DIRECTIONS FOR THIS TASK: Lines in the data below that contain the word "filter" are to be copied.

[[ DATA RECORDS open ]]

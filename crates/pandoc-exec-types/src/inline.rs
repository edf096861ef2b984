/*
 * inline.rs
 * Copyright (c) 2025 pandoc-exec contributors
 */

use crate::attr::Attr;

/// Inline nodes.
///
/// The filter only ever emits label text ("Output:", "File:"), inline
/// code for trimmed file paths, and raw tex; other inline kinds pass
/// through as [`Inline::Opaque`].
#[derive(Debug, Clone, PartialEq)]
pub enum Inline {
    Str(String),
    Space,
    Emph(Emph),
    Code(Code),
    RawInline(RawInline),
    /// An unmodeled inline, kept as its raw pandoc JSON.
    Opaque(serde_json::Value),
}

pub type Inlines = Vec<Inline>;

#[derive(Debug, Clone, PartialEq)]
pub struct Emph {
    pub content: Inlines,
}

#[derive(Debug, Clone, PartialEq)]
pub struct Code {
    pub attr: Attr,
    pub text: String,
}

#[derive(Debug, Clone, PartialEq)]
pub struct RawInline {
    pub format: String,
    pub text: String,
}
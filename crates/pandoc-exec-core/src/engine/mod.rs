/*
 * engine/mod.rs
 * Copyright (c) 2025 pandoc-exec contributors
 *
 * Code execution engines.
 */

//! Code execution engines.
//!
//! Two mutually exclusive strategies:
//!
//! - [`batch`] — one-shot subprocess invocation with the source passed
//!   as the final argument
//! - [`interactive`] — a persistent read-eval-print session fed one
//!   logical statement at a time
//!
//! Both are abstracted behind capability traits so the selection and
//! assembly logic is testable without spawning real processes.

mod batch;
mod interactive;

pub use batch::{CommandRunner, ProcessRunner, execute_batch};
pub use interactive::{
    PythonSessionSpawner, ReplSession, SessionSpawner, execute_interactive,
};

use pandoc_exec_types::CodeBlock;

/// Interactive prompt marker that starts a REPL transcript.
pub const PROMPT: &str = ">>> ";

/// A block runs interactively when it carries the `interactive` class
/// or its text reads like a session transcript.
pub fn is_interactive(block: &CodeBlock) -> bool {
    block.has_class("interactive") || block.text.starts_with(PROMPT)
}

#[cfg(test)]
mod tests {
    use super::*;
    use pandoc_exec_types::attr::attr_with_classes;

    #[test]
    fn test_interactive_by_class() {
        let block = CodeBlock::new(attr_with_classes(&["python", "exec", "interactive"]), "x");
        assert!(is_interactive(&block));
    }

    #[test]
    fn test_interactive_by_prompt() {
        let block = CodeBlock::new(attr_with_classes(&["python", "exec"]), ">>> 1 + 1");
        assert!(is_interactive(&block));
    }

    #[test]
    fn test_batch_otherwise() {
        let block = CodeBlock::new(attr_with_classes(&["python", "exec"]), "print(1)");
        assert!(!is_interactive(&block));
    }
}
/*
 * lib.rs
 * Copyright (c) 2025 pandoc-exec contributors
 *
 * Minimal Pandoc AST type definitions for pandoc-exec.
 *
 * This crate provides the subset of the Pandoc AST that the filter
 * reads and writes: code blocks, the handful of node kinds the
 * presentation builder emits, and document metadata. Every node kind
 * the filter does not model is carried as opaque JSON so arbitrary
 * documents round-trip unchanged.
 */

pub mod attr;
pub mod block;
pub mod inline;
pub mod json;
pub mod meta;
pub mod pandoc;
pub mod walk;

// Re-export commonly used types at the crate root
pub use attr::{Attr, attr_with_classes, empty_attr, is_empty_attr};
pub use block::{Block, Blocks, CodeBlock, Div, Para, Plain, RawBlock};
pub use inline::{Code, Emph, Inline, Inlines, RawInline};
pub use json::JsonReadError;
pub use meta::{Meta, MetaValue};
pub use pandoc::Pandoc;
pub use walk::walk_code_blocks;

[[ DATA RECORDS closed ]]

WRITTEN RESPONSE:
/// The filter only ever emits label text ("Output:", "File:"), inline
 * This crate provides the subset of the Pandoc AST that the filter
 * the filter does not model is carried as opaque JSON so arbitrary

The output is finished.